I have not seen single pop up and I have used it almost from the start. I am using the app version, with occasional manually triggered update. Not sure if brew is different or not.

https://www.reddit.com/r/LocalLLaMA/s/dNIfLkiVqN

Hydroskeletal@reddit

This. You may need to tune to get your cache hit rate up but it makes a huge difference

MrPecunius@reddit

LM Studio has prompt caching for MLX too.

Embarrassed-Rich3397@reddit

Moe would definitely be the better option for you, unless you want to wait on very long wait times on a dense model running on unified memory. Maybe try 122b qwen3.5 or qwen3 coder next at higher precision.

Hyiazakite@reddit

Agreed. You have use MoE for speed with the trade off that you'll have to run a larger model for the equivalent quality (122B ~ 27B dense, at least according to benchmarks, i'd argue 27B dense is better from my experience though.) However the larger the routing model is the slower it gets and I think 10B is the top limit on my M3 ultra, from what I can tell by the oMLX benchmarks M5 Max should be ok at 10B. Qwen3 coder 80BA3B or Qwen 3.6 35A3B if you want the most speed.

catplusplusok@reddit

These days modern Mac hardware is faster and prompt caching relieves long context concerns, so should do fine. Also look into Gemma 4 31B, it has efficient MTP.

Check oMLX public benchmarks, very likely the system configuration you’re asking have data there already.

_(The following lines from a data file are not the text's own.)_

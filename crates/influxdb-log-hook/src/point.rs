// Copyright 2025-Present Datadog, Inc. https://www.datadoghq.com/
// SPDX-License-Identifier: Apache-2.0

//! Time-series points and their line protocol encoding.
//!
//! ```text
//! measurement,tag1=val1,tag2=val2 field1=val1,field2=val2 timestamp
//! ```

use crate::errors::InvalidPointError;
use crate::value::Value;
use crate::writer::Precision;
use chrono::{DateTime, Utc};
use std::collections::BTreeMap;

/// One time-stamped observation.
///
/// Points are validated on construction and immutable afterwards. Tags and
/// fields are kept in sorted maps so the encoded form is canonical.
#[derive(Debug, Clone, PartialEq)]
pub struct Point {
    measurement: String,
    tags: BTreeMap<String, String>,
    fields: BTreeMap<String, Value>,
    timestamp: DateTime<Utc>,
    nanos: i64,
}

impl Point {
    /// Validates and builds a point.
    ///
    /// Tags with an empty value are omitted since line protocol cannot carry
    /// them. A key may not appear both as a tag and as a field.
    pub fn new(
        measurement: impl Into<String>,
        tags: BTreeMap<String, String>,
        fields: BTreeMap<String, Value>,
        timestamp: DateTime<Utc>,
    ) -> Result<Self, InvalidPointError> {
        let measurement = measurement.into();
        if measurement.is_empty() {
            return Err(InvalidPointError::EmptyMeasurement);
        }
        if tags.keys().any(String::is_empty) {
            return Err(InvalidPointError::EmptyTagKey);
        }
        if fields.is_empty() {
            return Err(InvalidPointError::NoFields);
        }
        for (key, value) in &fields {
            if key.is_empty() {
                return Err(InvalidPointError::EmptyFieldKey);
            }
            if tags.contains_key(key) {
                return Err(InvalidPointError::DuplicateKey(key.clone()));
            }
            if !value.is_representable() {
                return Err(InvalidPointError::Unrepresentable(key.clone()));
            }
        }
        let nanos = timestamp
            .timestamp_nanos_opt()
            .ok_or(InvalidPointError::TimestampOutOfRange)?;

        let tags = tags.into_iter().filter(|(_, v)| !v.is_empty()).collect();

        Ok(Self {
            measurement,
            tags,
            fields,
            timestamp,
            nanos,
        })
    }

    #[must_use]
    pub fn measurement(&self) -> &str {
        &self.measurement
    }

    #[must_use]
    pub fn tags(&self) -> &BTreeMap<String, String> {
        &self.tags
    }

    #[must_use]
    pub fn fields(&self) -> &BTreeMap<String, Value> {
        &self.fields
    }

    #[must_use]
    pub fn timestamp(&self) -> DateTime<Utc> {
        self.timestamp
    }

    /// Encodes the point as a single line, without the trailing newline.
    #[must_use]
    pub fn to_line_protocol(&self, precision: Precision) -> String {
        let mut line = String::new();
        self.write_line(precision, &mut line);
        line
    }

    pub(crate) fn write_line(&self, precision: Precision, out: &mut String) {
        escape_into(out, &self.measurement, &[',', ' ']);
        for (key, value) in &self.tags {
            out.push(',');
            escape_into(out, key, &[',', '=', ' ']);
            out.push('=');
            escape_into(out, value, &[',', '=', ' ']);
        }

        out.push(' ');
        for (i, (key, value)) in self.fields.iter().enumerate() {
            if i > 0 {
                out.push(',');
            }
            escape_into(out, key, &[',', '=', ' ']);
            out.push('=');
            value.write_field(out);
        }

        out.push(' ');
        out.push_str(&precision.scale(self.nanos).to_string());
    }
}

// Newlines terminate a line, so they are always escaped outside of string fields.
// A run of backslashes right before an escape or the end of the text is
// doubled so it cannot swallow the character that follows.
fn escape_into(out: &mut String, s: &str, special: &[char]) {
    let mut backslashes = 0;
    for ch in s.chars() {
        if ch == '\\' {
            backslashes += 1;
            out.push(ch);
            continue;
        }
        match ch {
            '\n' => {
                push_backslashes(out, backslashes);
                out.push_str("\\n");
            }
            c if special.contains(&c) => {
                push_backslashes(out, backslashes + 1);
                out.push(c);
            }
            c => out.push(c),
        }
        backslashes = 0;
    }
    push_backslashes(out, backslashes);
}

fn push_backslashes(out: &mut String, n: usize) {
    for _ in 0..n {
        out.push('\\');
    }
}

#[cfg(test)]
mod tests {
    use super::*;
    use chrono::TimeZone;
    use proptest::prelude::*;

    fn ts() -> DateTime<Utc> {
        Utc.timestamp_opt(1, 0).unwrap()
    }

    fn tags(pairs: &[(&str, &str)]) -> BTreeMap<String, String> {
        pairs
            .iter()
            .map(|(k, v)| (k.to_string(), v.to_string()))
            .collect()
    }

    fn fields(pairs: &[(&str, Value)]) -> BTreeMap<String, Value> {
        pairs
            .iter()
            .map(|(k, v)| (k.to_string(), v.clone()))
            .collect()
    }

    #[test]
    fn test_simple_point() {
        let point = Point::new(
            "temperature",
            BTreeMap::new(),
            fields(&[("value", Value::Float(23.5))]),
            ts(),
        )
        .unwrap();
        assert_eq!(
            point.to_line_protocol(Precision::Nanoseconds),
            "temperature value=23.5 1000000000"
        );
        assert_eq!(point.to_line_protocol(Precision::Seconds), "temperature value=23.5 1");
    }

    #[test]
    fn test_tags_and_fields_are_sorted() {
        let point = Point::new(
            "logs",
            tags(&[("user", "bob"), ("level", "error")]),
            fields(&[
                ("message", Value::from("boom")),
                ("attempt", Value::Integer(3)),
            ]),
            ts(),
        )
        .unwrap();
        assert_eq!(
            point.to_line_protocol(Precision::Nanoseconds),
            r#"logs,level=error,user=bob attempt=3i,message="boom" 1000000000"#
        );
    }

    #[test]
    fn test_escape_special_chars() {
        let point = Point::new(
            "my measurement",
            tags(&[("tag key", "tag,value")]),
            fields(&[("field=key", Value::from("hello \"world\""))]),
            ts(),
        )
        .unwrap();
        assert_eq!(
            point.to_line_protocol(Precision::Nanoseconds),
            "my\\ measurement,tag\\ key=tag\\,value field\\=key=\"hello \\\"world\\\"\" 1000000000"
        );
    }

    #[test]
    fn test_backslashes_before_separators_are_doubled() {
        let point = Point::new(
            "dir\\",
            tags(&[("path", "C:\\temp\\"), ("k", "a\\,b")]),
            fields(&[("message", Value::from("x"))]),
            ts(),
        )
        .unwrap();
        assert_eq!(
            point.to_line_protocol(Precision::Nanoseconds),
            r#"dir\\,k=a\\\,b,path=C:\temp\\ message="x" 1000000000"#
        );
    }

    #[test]
    fn test_empty_tag_values_are_omitted() {
        let point = Point::new(
            "logs",
            tags(&[("user", "")]),
            fields(&[("message", Value::from("x"))]),
            ts(),
        )
        .unwrap();
        assert!(point.tags().is_empty());
    }

    #[test]
    fn test_validation_errors() {
        let f = fields(&[("message", Value::from("x"))]);
        assert_eq!(
            Point::new("", BTreeMap::new(), f.clone(), ts()),
            Err(InvalidPointError::EmptyMeasurement)
        );
        assert_eq!(
            Point::new("m", tags(&[("", "v")]), f.clone(), ts()),
            Err(InvalidPointError::EmptyTagKey)
        );
        assert_eq!(
            Point::new("m", BTreeMap::new(), BTreeMap::new(), ts()),
            Err(InvalidPointError::NoFields)
        );
        assert_eq!(
            Point::new("m", BTreeMap::new(), fields(&[("", Value::Boolean(true))]), ts()),
            Err(InvalidPointError::EmptyFieldKey)
        );
        assert_eq!(
            Point::new("m", tags(&[("message", "v")]), f, ts()),
            Err(InvalidPointError::DuplicateKey("message".to_string()))
        );
        assert_eq!(
            Point::new("m", BTreeMap::new(), fields(&[("v", Value::Float(f64::NAN))]), ts()),
            Err(InvalidPointError::Unrepresentable("v".to_string()))
        );
    }

    proptest! {
        #[test]
        fn prop_encoded_line_has_three_sections(
            measurement in "[a-z ,=]{1,12}",
            tag_value in "[a-z ,=\n]{1,12}",
            message in ".{0,32}",
        ) {
            let point = Point::new(
                measurement,
                tags(&[("host", tag_value.as_str())]),
                fields(&[("message", Value::from(message.as_str()))]),
                ts(),
            ).unwrap();
            let line = point.to_line_protocol(Precision::Nanoseconds);
            prop_assert!(!line.contains('\n'));
            prop_assert!(line.ends_with(" 1000000000"));
        }
    }
}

I’m rocking M4Pro 48gb ram with Qwen3.6-MoE-6bit and Gemma4-Moe-8bit with context windows of 64K with Pi/Opencode/Vibe and even Cline and I’m more than happy.

M5 max should be a beast.

havnar-@reddit

With omlx it’s pretty fast, one of the new things in m5

Fit_Concept5220@reddit

Pp on dense models you listed will be 50-400ts, no way to use that in agentic workflows. MoE would be fine.

You can explore Apple Silicon performance here:

https://omlx.ai/compare

I'm pretty happy with my M5 Pro/64GB with Qwen3.6 models (27b/35b a3b) @ 8-bit.

brycesub@reddit

If you're getting a 128GB Macbook Pro M5 you should check out https://github.com/antirez/ds4 . IMO this is the state of the art for agentic workflows on your hardware. Run DeepSeek 4 Flash which is going to crush Qwen.

Electrical_Rub_6009@reddit

It’s probably not great for where you need to sit there and interact with it, but if you need local workers who run on a box you can ssh into, it’s amazing.

For my projects, I really need offline work that can run 24/7 in the background, and then to send the results back into my main box. Token generation speed is irrelevant.

So the M5 lineup for me is really far, far better than CUDA workstations in terms of value per dollar spent.